VW VOYAGE R$ 31.000 (ESTIMADO)

Depois de muita especulação do mercado, finalmente Volkswagen e Fiat divulgaram as primeiras imagens oficiais de seus novos sedãs Voyage e Linea, que serão apresentados ao público no Salão do Automóvel de São Paulo, programado para o final de outubro. Além de serem típicos sedãs, que privilegiam o volume do porta-malas, os dois têm em comum o fato de serem derivados de conhecidos hatches das marcas, Gol e Punto. O lançamento dos três volumes das duas maiores fabricantes do País indica claramente a preferência do consumidor brasileiro por esse tipo de carro.
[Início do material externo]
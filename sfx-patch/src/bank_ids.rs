//! Sound bank identifier allocation.
//!
//! Bank descriptors are named `<hex>_<bank>.json` (or just `<hex>.json` for
//! the vanilla banks). The two-digit hex prefix is the bank's identifier and
//! is never stored anywhere else, so the set of used identifiers is derived
//! from the directory listing every time.

use std::collections::BTreeSet;
use std::path::{Path, PathBuf};
use walkdir::WalkDir;

use crate::error::{Result, SfxError};
use crate::names::Identifier;

/// Number of distinct bank identifiers (00-FF)
pub const BANK_ID_COUNT: usize = 256;

/// Parse the identifier prefix of a descriptor file stem (`0A_jungle` -> 0x0A).
pub fn parse_bank_id(stem: &str) -> Option<u8> {
    let prefix = stem.split('_').next()?;
    if prefix.len() != 2 || !prefix.chars().all(|c| c.is_ascii_hexdigit()) {
        return None;
    }
    u8::from_str_radix(prefix, 16).ok()
}

/// Format an identifier the way descriptor file names spell it.
pub fn format_bank_id(id: u8) -> String {
    format!("{:02X}", id)
}

/// All descriptor files below `dir` (recursive), sorted for stable output.
fn descriptor_files(dir: &Path) -> Result<Vec<PathBuf>> {
    if !dir.exists() {
        return Ok(Vec::new());
    }

    let mut files = Vec::new();
    for entry in WalkDir::new(dir) {
        let entry = entry.map_err(|e| {
            let path = e.path().unwrap_or(dir).to_path_buf();
            SfxError::io(path, e.into())
        })?;
        let is_json = entry
            .path()
            .extension()
            .and_then(|ext| ext.to_str())
            .map(|ext| ext == "json")
            .unwrap_or(false);
        if entry.file_type().is_file() && is_json {
            files.push(entry.into_path());
        }
    }
    files.sort();
    Ok(files)
}

/// Identifiers already taken by descriptor files in `dir`.
pub fn used_bank_ids(dir: &Path) -> Result<BTreeSet<u8>> {
    Ok(descriptor_files(dir)?
        .iter()
        .filter_map(|path| path.file_stem().and_then(|s| s.to_str()))
        .filter_map(parse_bank_id)
        .collect())
}

/// Lowest identifier not in `used`.
pub fn lowest_free_id(used: &BTreeSet<u8>) -> Result<u8> {
    (0..=u8::MAX)
        .find(|id| !used.contains(id))
        .ok_or(SfxError::IdentifierSpaceExhausted)
}

/// Return the smallest unused bank identifier in `dir`.
///
/// Fails with [`SfxError::IdentifierSpaceExhausted`] when all 256 are taken.
pub fn allocate_free_hex_id(dir: &Path) -> Result<u8> {
    let used = used_bank_ids(dir)?;
    let id = lowest_free_id(&used)?;
    tracing::debug!(
        "Allocated bank id {} ({} of {} in use)",
        format_bank_id(id),
        used.len(),
        BANK_ID_COUNT
    );
    Ok(id)
}

/// Find the descriptor already registered for `bank`, if any.
///
/// Matches the whole `<bank>` part of `<hex>_<bank>.json`, ignoring ASCII
/// case like every other artifact does: `05_JUNGLE.json` is `jungle`'s
/// descriptor, `05_jungle2.json` is not.
pub fn find_descriptor(dir: &Path, bank: &Identifier) -> Result<Option<(u8, PathBuf)>> {
    for path in descriptor_files(dir)? {
        let Some(stem) = path.file_stem().and_then(|s| s.to_str()) else {
            continue;
        };
        let Some((_, name)) = stem.split_once('_') else {
            continue;
        };
        if !name.eq_ignore_ascii_case(bank.as_str()) {
            continue;
        }
        if let Some(id) = parse_bank_id(stem) {
            return Ok(Some((id, path)));
        }
    }
    Ok(None)
}

/// Path of a new descriptor for `bank` with identifier `id`.
pub fn descriptor_path(dir: &Path, id: u8, bank: &Identifier) -> PathBuf {
    dir.join(format!("{}_{}.json", format_bank_id(id), bank))
}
O segmento C (carros médios), por exemplo, que engloba Golf, Vectra GT, 307, Stilo, Focus, Corolla, Civic, Vectra, Focus Sedan, 307 Sedan e Mégane, entre outros, mostra uma migração do comprador de hatches para os sedãs. Em 2003, o mercado era quase igualmente dividido entre hatches (47,2%) e sedãs (52,8%). Hoje a preferência pelo sedã é de 60,7%, contra 39,3%. Por isso, as marcas não perderam tempo e estão lançando a versão sedã dos seus hatches de sucesso.
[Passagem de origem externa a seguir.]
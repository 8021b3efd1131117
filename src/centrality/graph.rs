use std::collections::{BTreeSet, HashMap};

use petgraph::graph::{NodeIndex, UnGraph};

use crate::models::InteractionNetwork;

/// Weighted undirected graph over speaker names, with edge weight the
/// interaction count.
pub type SpeakerGraph = UnGraph<String, u64>;

/// Materialize an interaction network as a weighted undirected graph.
///
/// Nodes are inserted in lexicographic name order, which is what makes the
/// later stable-sort tie-breaks deterministic across runs. Mirrored adjacency
/// entries collapse to a single edge via `update_edge`.
pub fn materialize(network: &InteractionNetwork) -> SpeakerGraph {
    let mut graph = SpeakerGraph::new_undirected();
    let mut indices: HashMap<&str, NodeIndex> = HashMap::new();

    let mut names: BTreeSet<&str> = network.speakers().collect();
    for (a, b, _) in network.entries() {
        names.insert(a);
        names.insert(b);
    }
    for &name in &names {
        let index = graph.add_node(name.to_string());
        indices.insert(name, index);
    }

    for (a, b, weight) in network.entries() {
        if a == b {
            // Built networks never contain self-loops; tolerate hand-edited
            // input rather than corrupting degree counts.
            continue;
        }
        graph.update_edge(indices[a], indices[b], weight);
    }

    graph
}

#[cfg(test)]
mod tests {
    use super::*;

    #[test]
    fn test_mirrored_entries_collapse_to_one_edge() {
        let mut network = InteractionNetwork::new();
        network.record_interaction("alice", "bob");
        network.record_interaction("alice", "bob");

        let graph = materialize(&network);
        assert_eq!(graph.node_count(), 2);
        assert_eq!(graph.edge_count(), 1);
        assert_eq!(graph.edge_weights().copied().collect::<Vec<_>>(), vec![2]);
    }

    #[test]
    fn test_isolated_key_becomes_isolated_node() {
        let network: InteractionNetwork =
            serde_json::from_str(r#"{"a":{"b":1},"b":{"a":1},"c":{}}"#).unwrap();

        let graph = materialize(&network);
        assert_eq!(graph.node_count(), 3);
        assert_eq!(graph.edge_count(), 1);
    }

    #[test]
    fn test_nodes_in_lexicographic_order() {
        let mut network = InteractionNetwork::new();
        network.record_interaction("zeta", "alpha");
        network.record_interaction("mid", "zeta");

        let graph = materialize(&network);
        let names: Vec<&str> = graph.node_weights().map(String::as_str).collect();
        assert_eq!(names, vec!["alpha", "mid", "zeta"]);
    }
}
Fiat Linea O modelo chega em outubro e será equipado com motores 1.9 de 130 cv e 1.4 turbo de 155 cv de potência

Voyage: um nome de sucesso

Apesar de ainda não estar oficialmente confirmado, ao que tudo indica, a VW vai manter o nome Voyage para a versão sedã do Gol, como já foi no passado, quando o Gol foi lançado em 1980 e seu sedã Voyage em 1981. Não há grandes surpresas com relação ao novo carro: sua mecânica é basicamente a mesma do Gol, com todos os melhoramentos técnicos que foram introduzidos na antiga plataforma PQ 24 e que a transformaram praticamente na nova PQ 25, que começou este ano a ser produzida na Europa. Um carro moderno, que será oferecido com motores flex 1.0 de 72/76 cv e 1.6 que produz 101/104 cv. Como o bom aproveitamento dos espaços feitos pelos técnicos da Volkswagen na carroceria do novo Gol será totalmente repassado ao Voyage, estima-se que o bom porta-malas de 285 litros do Gol cresça para pelo menos uns 480 litros na versão sedã, volume mais do que suficiente para transportar toda a bagagem de uma família de quatro pessoas.
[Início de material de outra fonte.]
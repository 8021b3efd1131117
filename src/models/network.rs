use std::collections::BTreeMap;

use serde::{Deserialize, Serialize};

/// Weighted undirected adjacency map over normalized speaker names.
///
/// Every stored weight has a mirrored entry (`network[a][b] == network[b][a]`)
/// and no speaker maps to itself. Both invariants are maintained at the single
/// mutation point, [`InteractionNetwork::record_interaction`]. The `BTreeMap`
/// backing gives the stable key order the JSON interchange format requires.
#[derive(Debug, Clone, Default, PartialEq, Eq, Serialize, Deserialize)]
#[serde(transparent)]
pub struct InteractionNetwork(BTreeMap<String, BTreeMap<String, u64>>);

impl InteractionNetwork {
    pub fn new() -> Self {
        Self::default()
    }

    /// Record one interaction between two distinct speakers, incrementing the
    /// edge weight in both directions.
    ///
    /// Returns `false` (recording nothing) when `a == b`: self-loops are
    /// rejected at edge-creation time.
    pub fn record_interaction(&mut self, a: &str, b: &str) -> bool {
        if a == b {
            return false;
        }
        *self
            .0
            .entry(a.to_string())
            .or_default()
            .entry(b.to_string())
            .or_default() += 1;
        *self
            .0
            .entry(b.to_string())
            .or_default()
            .entry(a.to_string())
            .or_default() += 1;
        true
    }

    /// Speaker names present as top-level keys, in lexicographic order.
    pub fn speakers(&self) -> impl Iterator<Item = &str> {
        self.0.keys().map(String::as_str)
    }

    /// All stored entries as `(speaker, neighbor, weight)` triples.
    ///
    /// Mirrored entries are both yielded; consumers that want one edge per
    /// pair must collapse them.
    pub fn entries(&self) -> impl Iterator<Item = (&str, &str, u64)> {
        self.0.iter().flat_map(|(a, neighbors)| {
            neighbors
                .iter()
                .map(move |(b, w)| (a.as_str(), b.as_str(), *w))
        })
    }

    /// Weight of the edge from `a` to `b`, if present.
    pub fn weight(&self, a: &str, b: &str) -> Option<u64> {
        self.0.get(a).and_then(|neighbors| neighbors.get(b)).copied()
    }

    pub fn speaker_count(&self) -> usize {
        self.0.len()
    }

    /// Number of undirected edges (each mirrored pair counts once).
    pub fn edge_count(&self) -> usize {
        self.0.values().map(BTreeMap::len).sum::<usize>() / 2
    }

    pub fn is_empty(&self) -> bool {
        self.0.is_empty()
    }

    /// True when every stored weight has an equal mirrored entry.
    pub fn is_symmetric(&self) -> bool {
        self.entries().all(|(a, b, w)| self.weight(b, a) == Some(w))
    }
}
Linea: a espera valeu a pena

A chegada do Linea é muito importante para a Fiat. Não só porque o carro passa a ocupar um espaço no segmento C (onde hoje a marca participa apenas com o Stilo), mas porque agora a marca entra nesse segmento com um sedã competitivo com relação aos concorrentes. Para a marca, ter um sedã que briga em pé de igualdade com Civic e Corolla, os donos da bola, é importantíssimo: o segmento C é composto por formadores de opinião que poderão falar do produto e da marca; é um segmento que os técnicos classificam como “aspiracional” porque boa parte dos consumidores de veículos sonham em ter um carro desse porte; as marcas de referência do mercado têm produtos competitivos no segmento C e a participação da Fiat com um sedã médio que incomode a concorrência é importante para a construção da marca. Para o sucesso do seu novo produto, providências foram tomadas. A motorização, por exemplo, é nova: será oferecido um motor 1.9 16V nacional de 130 cv e um outro 1.4 turbo importado da Itália de 155 cv. Nada de motor GM 1.8! O nível de acabamento do novo produto será superior ao oferecido no Punto, de onde o sedã é derivado. Assim dá para brigar com os japoneses.